Podcasting utilizes a form of RSS. RSS stands for "Really Simple Syndication". RSS is everywhere. If you are reading this blog, you are utilizing RSS. It would take forever to explain every possible use of RSS, so let me just cover the basics and how it relates to podcasting.

In simplest terms, RSS involves a "container" and the stuff inside the container. Think of it like a picture frame and the ability to change the picture any time you want. Then, add 20 million cameras all pointing at your frame that are broadcasting your picture to other frames all over the world. When you change your picture, it changes in all the other frames at the same time. The owners of those frames don't have to get a copy of your picture to update theirs because they have direct access to yours.

A podcast, then, is like a wall of frames. Each frames contains a different episode of your podcast. The cameras are pointing at the whole wall and let users access each picture, one at a time.

Kinda cool, right? You can also think of podcasts as TV channels. Each channel offers their own programs, which would be your episodes. The difference is, you don't have to wait for one program to end before going to the next one, or, likewise, you can go back to a previous one that you liked without losing the new one.

Simple enough, right? So what is the mechanism behind this? For RSS to work, your frame, or wall of frames, is an .xml file. XML stands for eXtensible Markup Language. In some ways it is similar to HTML, which is what makes up web pages, but in other ways, it's completely different.

If you are interesting in learning XML, there are many great tutorials online. It's not important to know it to produce a podcast. All that is important is that you have an XML file that defines your podcast. You can either try to write one yourself, which is possible, but hard to get exactly right, or you can have one written for you.

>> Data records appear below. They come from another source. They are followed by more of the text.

fn run() -> Result<()> {
    let cli = Cli::parse();
    let root = match cli.root {
        Some(root) => root,
        None => std::env::current_dir().context("resolve current directory")?,
    };
    let workspace = Workspace::load(&root)?;
    let ctx = ExecutionContext::from_env();
    match cli.command {
        Command::Directive(cmd) => cmd_directive(workspace, ctx, cmd),
        Command::Task(cmd) => cmd_task(workspace, ctx, cmd),
        Command::Runbook(args) => with_engine(workspace, ctx, |engine| cmd_runbook(engine, args)),
        Command::Validate { files } => {
            let validator = build_validator(&workspace.config)?;
            validator.validate(&workspace.root, &files)?;
            println!("metadata valid: {} file(s)", files.len());
            Ok(())
        }
        Command::Policy(PolicyCommand::Validate) => {
            let policy = workspace.policy()?;
            println!("{}", policy_summary(&policy));
            Ok(())
        }
    }
}

fn policy_summary(policy: &LifecyclePolicy) -> String {
    let flag = |on: bool| if on { "on" } else { "off" };
    let commit_policies = if policy.commit_policy_values.is_empty() {
        "any".to_string()
    } else {
        policy.commit_policy_values.join(", ")
    };
    format!(
        "policy valid: commit policies [{commit_policies}], handoff required {}, branch bootstrap {}, task status updates {}, timestamp updates {}, auto-push {}",
        flag(policy.require_handoff),
        flag(policy.allow_branch_bootstrap),
        flag(policy.allow_task_status_updates),
        flag(policy.allow_task_timestamp_updates),
        flag(policy.auto_push),
    )
}

/// Build the engine collaborators (git, validator, policy) and run `f`.
fn with_engine(
    workspace: Workspace,
    ctx: ExecutionContext,
    f: impl FnOnce(&Engine<'_>) -> Result<()>,
) -> Result<()> {
    let policy = workspace.policy()?;
    let git = Git::new(&workspace.root);
    let validator = build_validator(&workspace.config)?;
    let engine = Engine::new(workspace, policy, ctx, &git, validator.as_ref());
    f(&engine)
}

fn build_validator(config: &DcConfig) -> Result<Box<dyn MetadataValidator>> {
    if config.validator.command.is_empty() {
        return Ok(Box::new(SchemaValidator::new()?));
    }
    Ok(Box::new(CommandValidator::new(
        config.validator.command.clone(),
        Duration::from_secs(config.validation.timeout_secs),
        config.validation.output_limit_bytes,
    )))
}

fn cmd_directive(workspace: Workspace, ctx: ExecutionContext, cmd: DirectiveCommand) -> Result<()> {
    match cmd {
        DirectiveCommand::Start {
            args,
            strict_overlaps,
        } => with_engine(workspace, ctx, |engine| {
            let overlap = if strict_overlaps {
                OverlapMode::Fail
            } else {
                OverlapMode::Warn
            };
            let out = directive::start(engine, &args.session, overlap, args.dry_run)?;
            println!("{}", out.steps);
            if !out.intersections.is_empty() {
                println!("task scope intersections: {}", out.intersections.len());
            }
            if out.skipped_tasks > 0 {
                println!("task files skipped: {}", out.skipped_tasks);
            }
            Ok(())
        }),
        DirectiveCommand::Finish(args) => with_engine(workspace, ctx, |engine| {
            let out = directive::finish(engine, &args.session, args.dry_run)?;
            println!("{}", out.steps);
            Ok(())
        }),
        DirectiveCommand::Archive(args) => with_engine(workspace, ctx, |engine| {
            let out = directive::archive(engine, &args.session, args.dry_run)?;
            println!("{}", out.steps);
            Ok(())
        }),
        DirectiveCommand::Merge(args) => with_engine(workspace, ctx, |engine| {
            let out = directive::merge(engine, &args.session, args.dry_run)?;
            println!("{}", out.steps);
            Ok(())
        }),
        DirectiveCommand::Cleanup(args) => with_engine(workspace, ctx, |engine| {
            let out = directive::cleanup(engine, &args.session, args.dry_run)?;
            println!("{}", out.steps);
            Ok(())
        }),
        DirectiveCommand::Scope { session } => cmd_directive_scope(&workspace, &session),
        DirectiveCommand::New(args) => cmd_directive_new(&workspace, &ctx, args),
    }
}

fn cmd_directive_scope(workspace: &Workspace, session: &str) -> Result<()> {
    let session = workspace.session(session)?;
    let report = directive::scope(&workspace.root, &session)?;
    println!(
        "{}",
        serde_json::to_string_pretty(&report).context("serialize scope report")?
    );
    Ok(())
}

fn cmd_directive_new(
    workspace: &Workspace,
    ctx: &ExecutionContext,
    args: NewDirectiveArgs,
) -> Result<()> {
    let draft = NewDirective {
        title: args.title,
        summary: args.summary,
        slug: args.slug,
        session: args.session,
        branch: args.branch,
        base: args.base,
        commit_policy: args.commit_policy,
    };
    let created = authoring::new_directive(workspace, ctx, &draft, args.dry_run)?;
    println!("{}", created.steps);
    println!("session: {}", created.session);
    Ok(())
}

fn cmd_task(workspace: Workspace, ctx: ExecutionContext, cmd: TaskCommand) -> Result<()> {
    match cmd {
        TaskCommand::Start { args, task } => with_engine(workspace, ctx, |engine| {
            let out = task::start(engine, &args.session, &task, args.dry_run)?;
            println!("{}", out.steps);
            Ok(())
        }),
        TaskCommand::Finish {
            args,
            task,
            summary,
        } => with_engine(workspace, ctx, |engine| {
            let out = task::finish(engine, &args.session, &task, &summary, args.dry_run)?;
            println!("{}", out.steps);
            if let Some(commit) = out.commit {
                println!("commit: {commit}");
            }
            Ok(())
        }),
        TaskCommand::New(args) => cmd_task_new(&workspace, &ctx, args),
    }
}

fn cmd_task_new(workspace: &Workspace, ctx: &ExecutionContext, args: NewTaskArgs) -> Result<()> {
    let draft = NewTask {
        title: args.title,
        summary: args.summary,
        slug: args.slug,
        allowed_files: args.allowed,
        validation_commands: args.validate,
        depends_on: args.depends_on,
    };
    let created = authoring::new_task(workspace, ctx, &args.session, &draft, args.dry_run)?;
    println!("{}", created.steps);
    Ok(())
}

fn cmd_runbook(engine: &Engine<'_>, args: RunbookArgs) -> Result<()> {
    let name: RunbookName = args.name.parse()?;
    let phase = args.phase.as_deref().map(str::parse::<Phase>).transpose()?;
    let qa = args.qa.as_deref().map(str::parse::<QaDecision>).transpose()?;
    let task_plan = args.task_title.map(|title| NewTask {
        title,
        summary: args.task_summary,
        slug: args.task_slug,
        allowed_files: args.task_allowed,
        validation_commands: args.task_validate,
        depends_on: Vec::new(),
    });
    let req = RunbookRequest {
        session: args.session,
        task: args.task,
        phase,
        summary: args.summary,
        confirm: args.confirm,
        dry_run: args.dry_run,
        strict_overlaps: args.strict_overlaps,
        qa_gate: args.qa_gate,
        qa,
        authoring: AuthoringPlan {
            directive: NewDirective {
                title: args.title.unwrap_or_default(),
                summary: args.directive_summary,
                slug: args.slug,
                session: None,
                branch: args.branch,
                base: args.base,
                commit_policy: args.commit_policy,
            },
            task: task_plan,
        },
    };
    let out = runbook::run(engine, name, &req, &TerminalQa)?;
    println!("{}", out.steps);
    if out.paused {
        println!("{PAUSE_MARKER}");
    }
    Ok(())
}

#[cfg(test)]
mod tests {
    use super::*;

    #[test]
    fn parse_directive_start_with_strict_overlaps() {
        let cli = Cli::parse_from([
            "dc",
            "directive",
            "start",
            "--session",
            "26-01-15_vendor-table",
            "--strict-overlaps",
            "--dry-run",
        ]);
        match cli.command {
            Command::Directive(DirectiveCommand::Start {
                args,
                strict_overlaps,
            }) => {
                assert_eq!(args.session, "26-01-15_vendor-table");
                assert!(args.dry_run);
                assert!(strict_overlaps);
            }
            _ => panic!("expected directive start"),
        }
    }

    #[test]
    fn parse_task_finish_with_summary_and_root() {
        let cli = Cli::parse_from([
            "dc",
            "--root",
            "/tmp/repo",
            "task",
            "finish",
            "--session",
            "s1",
            "--task",
            "build-table",
            "--summary",
            "table done",
        ]);
        assert_eq!(cli.root, Some(PathBuf::from("/tmp/repo")));
        match cli.command {
            Command::Task(TaskCommand::Finish {
                args,
                task,
                summary,
            }) => {
                assert_eq!(args.session, "s1");
                assert!(!args.dry_run);
                assert_eq!(task, "build-table");
                assert_eq!(summary, "table done");
            }
            _ => panic!("expected task finish"),
        }
    }

    #[test]
    fn parse_runbook_with_confirm_and_phase() {
        let cli = Cli::parse_from([
            "dc",
            "runbook",
            "executor-task-cycle",
            "--session",
            "s1",
            "--task",
            "a",
            "--phase",
            "post",
            "--confirm",
            "executor-task-cycle-post",
            "--summary",
            "done",
        ]);
        match cli.command {
            Command::Runbook(args) => {
                assert_eq!(args.name, "executor-task-cycle");
                assert_eq!(args.phase.as_deref(), Some("post"));
                assert_eq!(args.confirm.as_deref(), Some("executor-task-cycle-post"));
            }
            _ => panic!("expected runbook"),
        }
    }

    #[test]
    fn parse_task_new_repeatable_flags() {
        let cli = Cli::parse_from([
            "dc", "task", "new", "--session", "s1", "--title", "Build", "--allowed", "src",
            "--allowed", "docs", "--validate", "true",
        ]);
        match cli.command {
            Command::Task(TaskCommand::New(args)) => {
                assert_eq!(args.allowed, vec!["src", "docs"]);
                assert_eq!(args.validate, vec!["true"]);
            }
            _ => panic!("expected task new"),
        }
    }

    #[test]
    fn validate_requires_file() {
        assert!(Cli::try_parse_from(["dc", "validate"]).is_err());
    }

    #[test]
    fn policy_summary_lists_flags() {
        let summary = policy_summary(&LifecyclePolicy {
            auto_push: true,
            ..LifecyclePolicy::default()
        });
        assert_eq!(
            summary,
            "policy valid: commit policies [per_task, end_of_directive], handoff required off, \
             branch bootstrap on, task status updates on, timestamp updates on, auto-push on"
        );
    }
}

This brings us again to Podbean. Besides hosting your file, Podbean will also produce your feed file automatically. Alternately, you can use Blogger, the service I use for this blog, to create a podcast. For details on how to do that, CLICK HERE. A third option is to have the file created for you and then put it online somewhere. (The same rules apply as with your audio file, it needs to be accessed directly, not indirectly.) You can use this site to create your XML file that will define your podcast and present your first episode. The file will then need to be edited for each episode after that. As an appendix to this blog post, I will include an example of an XML file for a podcast and you will be able to see what you might be able to do to add more episodes.

Step Six.
Share your podcast.

You've recorded an awesome first episode, you've uploaded it, you've created an RSS feed file to define your podcast, and you've got that set up somewhere. Now what? Well, basically, you're done. At this point, you have a podcast. Congratulations. The End.

Just kidding. What you want to do now is share your podcast with the world. You do this by sharing the link to your RSS feed file. People then take that link and plug it into their podcast software (iTunes or equivalent), and start downloading your episodes.

The easiest way to do this is to get your podcast into the iTunes directory. To do this, follow the directions HERE. I haven't done this, but my understanding is you need to have a few episodes under your belt before iTunes will get it set up for you.

Otherwise, just give people the link to your RSS feed file. People can then manually add your podcast to their iTunes or other program. Every program is different, and, indeed, different versions of iTunes are different. Check your program's help file for details on how to manually add a feed.

If you are using Podbean, they will set up a link to your podcast on your podcast management page that, when clicked, will open iTunes and add your podcast. If you are using Blogger, simply use the link to your blog plus "/feeds/posts/default", as in "http://forgivenlikedavid.blogspot.com/feeeds/posts/default".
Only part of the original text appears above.